A Tucuman, 59 enfants continuent à être, maintenant, sur la liste d’attente de la mort. Or, Tucuman est « le jardin de la république ». C’est la province la plus petite du pays avec 22’524 km2 et 1,3 million d’habitants. Elle est située à 1250 km au nord de Buenos Aires. Le taux de chômage est de 20% et la mortalité infantile de 21,2 pour mille. La ville de Tucuman se profile comme une ville ayant une haute qualité d’enseignement dans son université publique ; les ingénieurs spécialisés dans l’industrie sucrière sont de premier niveau ; et c’est une région qui est parmi les premières productrices de citrons du monde.
Quand l’année 2002 prend fin, à une moyenne de 3 par jour - si l’on tient compte de toutes les pathologies liées à la dénutrition -, plus de 1000 enfants n’auront plus que la peau sur les os, sans que les médecins et les infirmières qui se trouvent au pied des lits des hôpitaux, 12 à 15 heures par jour, pour des salaires se situant entre 100 et 300 euros par mois [de 150 à 450 francs], puissent faire plus qu’ils ne le font pour chercher à éviter le drame.

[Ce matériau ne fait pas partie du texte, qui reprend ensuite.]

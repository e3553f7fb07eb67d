//! Post-run viewer state and event loop

use crate::snapshot::Snapshot;
use crossterm::event::{self, Event, KeyCode, KeyEvent, KeyEventKind};
use ratatui::{
    backend::Backend,
    layout::{Constraint, Direction, Layout},
    Frame, Terminal,
};
use std::io;

/// Which pane is currently focused
#[derive(Debug, Clone, Copy, PartialEq, Eq)]
pub enum FocusedPane {
    Source,
    Output,
    Memory,
}

impl FocusedPane {
    /// Move focus to the next pane (source -> output -> memory)
    pub fn next(self) -> Self {
        match self {
            FocusedPane::Source => FocusedPane::Output,
            FocusedPane::Output => FocusedPane::Memory,
            FocusedPane::Memory => FocusedPane::Source,
        }
    }

    pub fn prev(self) -> Self {
        match self {
            FocusedPane::Source => FocusedPane::Memory,
            FocusedPane::Output => FocusedPane::Source,
            FocusedPane::Memory => FocusedPane::Output,
        }
    }
}

/// The viewer state
pub struct App {
    /// The finished run
    pub snapshot: Snapshot,

    /// The program that produced it
    pub source_code: String,

    pub focused_pane: FocusedPane,

    /// Per-pane scroll offsets
    pub source_scroll: usize,
    pub output_scroll: usize,
    pub memory_scroll: usize,

    pub should_quit: bool,
}

impl App {
    pub fn new(snapshot: Snapshot, source_code: String) -> Self {
        // Open the memory pane around the final pointer
        let memory_scroll = snapshot.pointer.unwrap_or(0).saturating_sub(4);
        App {
            snapshot,
            source_code,
            focused_pane: FocusedPane::Source,
            source_scroll: 0,
            output_scroll: 0,
            memory_scroll,
            should_quit: false,
        }
    }

    /// Run the viewer until the user quits
    pub fn run<B: Backend>(&mut self, terminal: &mut Terminal<B>) -> io::Result<()> {
        while !self.should_quit {
            terminal.draw(|f| self.render(f))?;

            if let Event::Key(key) = event::read()? {
                if key.kind == KeyEventKind::Press {
                    self.handle_key_event(key);
                }
            }
        }
        Ok(())
    }

    fn render(&mut self, frame: &mut Frame) {
        let size = frame.area();

        // Panes on top, status bar at the bottom
        let main_chunks = Layout::default()
            .direction(Direction::Vertical)
            .constraints([Constraint::Min(0), Constraint::Length(1)])
            .split(size);

        // Left column: Source (top) | Output (bottom); right column: Memory
        let columns = Layout::default()
            .direction(Direction::Horizontal)
            .constraints([Constraint::Percentage(65), Constraint::Percentage(35)])
            .split(main_chunks[0]);

        let left_rows = Layout::default()
            .direction(Direction::Vertical)
            .constraints([Constraint::Percentage(65), Constraint::Percentage(35)])
            .split(columns[0]);

        super::panes::render_source_pane(
            frame,
            left_rows[0],
            &self.source_code,
            self.focused_pane == FocusedPane::Source,
            &mut self.source_scroll,
        );

        super::panes::render_terminal_pane(
            frame,
            left_rows[1],
            &self.snapshot,
            self.focused_pane == FocusedPane::Output,
            &mut self.output_scroll,
        );

        let memory = super::panes::MemoryRenderData {
            cells: &self.snapshot.memory,
            limit: self.snapshot.limit,
            global: self.snapshot.global,
            pointer: self.snapshot.pointer,
        };
        super::panes::render_memory_pane(
            frame,
            columns[1],
            &memory,
            self.focused_pane == FocusedPane::Memory,
            &mut self.memory_scroll,
        );

        super::panes::render_status_bar(frame, main_chunks[1], &self.snapshot);
    }

    fn focused_scroll(&mut self) -> &mut usize {
        match self.focused_pane {
            FocusedPane::Source => &mut self.source_scroll,
            FocusedPane::Output => &mut self.output_scroll,
            FocusedPane::Memory => &mut self.memory_scroll,
        }
    }

    /// Handle keyboard events
    pub fn handle_key_event(&mut self, key: KeyEvent) {
        match key.code {
            KeyCode::Char('q') | KeyCode::Char('Q') | KeyCode::Esc => {
                self.should_quit = true;
            }
            KeyCode::Tab => self.focused_pane = self.focused_pane.next(),
            KeyCode::BackTab => self.focused_pane = self.focused_pane.prev(),
            KeyCode::Up => {
                let scroll = self.focused_scroll();
                *scroll = scroll.saturating_sub(1);
            }
            KeyCode::Down => {
                // Panes clamp the offset on the next render
                let scroll = self.focused_scroll();
                *scroll = scroll.saturating_add(1);
            }
            KeyCode::PageUp => {
                let scroll = self.focused_scroll();
                *scroll = scroll.saturating_sub(10);
            }
            KeyCode::PageDown => {
                let scroll = self.focused_scroll();
                *scroll = scroll.saturating_add(10);
            }
            KeyCode::Home => *self.focused_scroll() = 0,
            KeyCode::End => *self.focused_scroll() = usize::MAX,
            _ => {}
        }
    }
}
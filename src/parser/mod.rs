//! BrainF++ source parser
//!
//! This module transforms source text into a [`ast::FunctionTable`]:
//! - [`parse`]: the single-pass function extractor and its error types
//! - [`ast`]: function names, commands and the function table
//!
//! There is no separate tokenizer. The language has no multi-character tokens
//! other than two-letter names, so the extractor reads characters directly and
//! drops everything that is not a command.

pub mod ast;
pub mod parse;

pub use parse::{parse, ParseError, ParseErrorKind, Parser};
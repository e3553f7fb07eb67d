//! Program output pane rendering

use crate::snapshot::Snapshot;
use crate::ui::theme::DEFAULT_THEME;
use ratatui::{
    layout::Rect,
    style::{Modifier, Style},
    widgets::{Block, Borders, List, ListItem, Padding, Paragraph},
    Frame,
};

/// Render the output pane
pub fn render_terminal_pane(
    frame: &mut Frame,
    area: Rect,
    snapshot: &Snapshot,
    is_focused: bool,
    scroll_offset: &mut usize,
) {
    let border_style = if is_focused {
        Style::default()
            .fg(DEFAULT_THEME.border_focused)
            .add_modifier(Modifier::BOLD)
    } else {
        Style::default().fg(DEFAULT_THEME.border_normal)
    };

    let block = Block::default()
        .title(" Output ")
        .borders(Borders::ALL)
        .border_style(border_style);

    let mut all_items: Vec<ListItem> = snapshot
        .output
        .split('\n')
        .map(|line| ListItem::new(line.to_string()).style(Style::default().fg(DEFAULT_THEME.fg)))
        .collect();
    if snapshot.output.is_empty() {
        all_items.clear();
    }
    if let Some(err) = snapshot.error() {
        all_items.push(
            ListItem::new(format!("-- {} --", err)).style(Style::default().fg(DEFAULT_THEME.error)),
        );
    }

    if all_items.is_empty() {
        let paragraph = Paragraph::new("(no output)")
            .block(block)
            .style(Style::default().fg(DEFAULT_THEME.muted));
        frame.render_widget(paragraph, area);
        return;
    }

    let block = block.padding(Padding::new(1, 0, 0, 0));
    let total_items = all_items.len();
    let visible_height = area.height.saturating_sub(2).max(1) as usize;

    if total_items > visible_height {
        *scroll_offset = (*scroll_offset).min(total_items - visible_height);
    } else {
        *scroll_offset = 0;
    }

    let visible_items: Vec<ListItem> = all_items
        .into_iter()
        .skip(*scroll_offset)
        .take(visible_height)
        .collect();

    frame.render_widget(List::new(visible_items).block(block), area);
}
// Program representation produced by the parser

use rustc_hash::FxHashMap;
use std::fmt;

/// Source location information for error reporting
#[derive(Debug, Clone, Copy, PartialEq, Eq)]
pub struct SourceLocation {
    pub line: usize,
    pub column: usize,
}

impl SourceLocation {
    pub fn new(line: usize, column: usize) -> Self {
        Self { line, column }
    }
}

impl fmt::Display for SourceLocation {
    fn fmt(&self, f: &mut fmt::Formatter<'_>) -> fmt::Result {
        write!(f, "line {}, column {}", self.line, self.column)
    }
}

/// Two ASCII letters naming a function, case-sensitive
#[derive(Debug, Clone, Copy, PartialEq, Eq, Hash, PartialOrd, Ord)]
pub struct FunctionName([u8; 2]);

impl FunctionName {
    /// The entry point every program must declare
    pub const MAIN: FunctionName = FunctionName(*b"mn");

    /// Build a name from two characters, or `None` unless both are ASCII letters.
    pub fn new(first: char, second: char) -> Option<Self> {
        if first.is_ascii_alphabetic() && second.is_ascii_alphabetic() {
            Some(FunctionName([first as u8, second as u8]))
        } else {
            None
        }
    }

    pub fn as_str(&self) -> &str {
        // Both bytes are ASCII letters
        std::str::from_utf8(&self.0).unwrap_or("??")
    }
}

impl fmt::Display for FunctionName {
    fn fmt(&self, f: &mut fmt::Formatter<'_>) -> fmt::Result {
        f.write_str(self.as_str())
    }
}

/// A single executable command in a function body
#[derive(Debug, Clone, Copy, PartialEq, Eq)]
pub enum Command {
    Increment,       // +
    Decrement,       // -
    Left,            // <
    Right,           // >
    Output,          // .
    Input,           // ,
    Debug,           // "
    LoopStart,       // [
    LoopEnd,         // ]
    Return,          // ;
    Call(FunctionName), // (xy)
}

impl Command {
    /// Map a body character to its command. Characters without a meaning
    /// return `None` and are dropped by the parser.
    pub fn from_symbol(c: char) -> Option<Self> {
        let command = match c {
            '+' => Command::Increment,
            '-' => Command::Decrement,
            '<' => Command::Left,
            '>' => Command::Right,
            '.' => Command::Output,
            ',' => Command::Input,
            '"' => Command::Debug,
            '[' => Command::LoopStart,
            ']' => Command::LoopEnd,
            ';' => Command::Return,
            _ => return None,
        };
        Some(command)
    }
}

impl fmt::Display for Command {
    fn fmt(&self, f: &mut fmt::Formatter<'_>) -> fmt::Result {
        match self {
            Command::Increment => f.write_str("+"),
            Command::Decrement => f.write_str("-"),
            Command::Left => f.write_str("<"),
            Command::Right => f.write_str(">"),
            Command::Output => f.write_str("."),
            Command::Input => f.write_str(","),
            Command::Debug => f.write_str("\""),
            Command::LoopStart => f.write_str("["),
            Command::LoopEnd => f.write_str("]"),
            Command::Return => f.write_str(";"),
            Command::Call(name) => write!(f, "({})", name),
        }
    }
}

/// A declared function: its name, filtered body and declaration site
#[derive(Debug, Clone, PartialEq)]
pub struct Function {
    pub name: FunctionName,
    pub body: Vec<Command>,
    pub location: SourceLocation,
}

impl Function {
    /// Body rendered back to its compact command form, e.g. `,(fn)+.`
    pub fn compact_body(&self) -> String {
        self.body.iter().map(|c| c.to_string()).collect()
    }
}

/// Name to function mapping; immutable once parsing succeeds
#[derive(Debug, Clone, Default)]
pub struct FunctionTable {
    functions: FxHashMap<FunctionName, Function>,
}

impl FunctionTable {
    pub fn new() -> Self {
        Self::default()
    }

    /// Insert a function. Returns the rejected function if the name is taken.
    pub(crate) fn insert(&mut self, function: Function) -> Result<(), Function> {
        if self.functions.contains_key(&function.name) {
            return Err(function);
        }
        self.functions.insert(function.name, function);
        Ok(())
    }

    pub fn get(&self, name: FunctionName) -> Option<&Function> {
        self.functions.get(&name)
    }

    pub fn contains(&self, name: FunctionName) -> bool {
        self.functions.contains_key(&name)
    }

    /// Number of declared functions
    pub(crate) fn len(&self) -> usize {
        self.functions.len()
    }
}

Le Front contre la pauvreté (Frenapo), qui intègre la CTA [Centrale des travailleurs argentins - organisation syndicale de gauche, mais ayant maintenu des liens avec le péronisme], les Grands-Mères de la place de Mai et d’autres organisations sociales, estime que plus de 50 enfants meurent quotidiennement dans tout le pays à cause de la faim.

Le professeur Nicolas Shumway, directeur des études latino-américaines à l’Université de Tejas (Austin, Etats-Unis), observe, dans son étude intitulée « L’invention de l’Argentine », que dès les premiers jours de son indépendance, déclarée le 9 juillet 1816 à Tucuman préciséement, la société argentine « paraissait avoir été construite sur une faille sismique ». D’un côté de la faille se situe l’élite cosmopolite basée à Buenos Aires, « partisane du terme démocratie », mais disposée à appuyer l’autoritarisme pour contenir les classes d’en bas. De l’autre côté, il place les leaders messianiques, « comme Juan Domingo Peron et Evita Peron », héritiers des propriétaires terriens et des chefs au profil très personnalisé des provinces. Selon Shumway, « aucune institution argentine n’a dépassé les mouvements violents et imprévisibles de cette faille sismique et l’existence de cette dernière explique en grande partie l’instabilité permanente du pays ». L’écrivain argentin Luis Maggi considère, lui, que la raison ultime de la crise argentine réside dans le fait que « dans ce pays il y a la plus haute densité de fils de pute [formule caractéristique avec laquelle sont qualifiés les politiciens argentins] par km2 du monde ».

* Cet article a été publié dans El Pais, 24 novembre 2002, édition de Buenos Aires.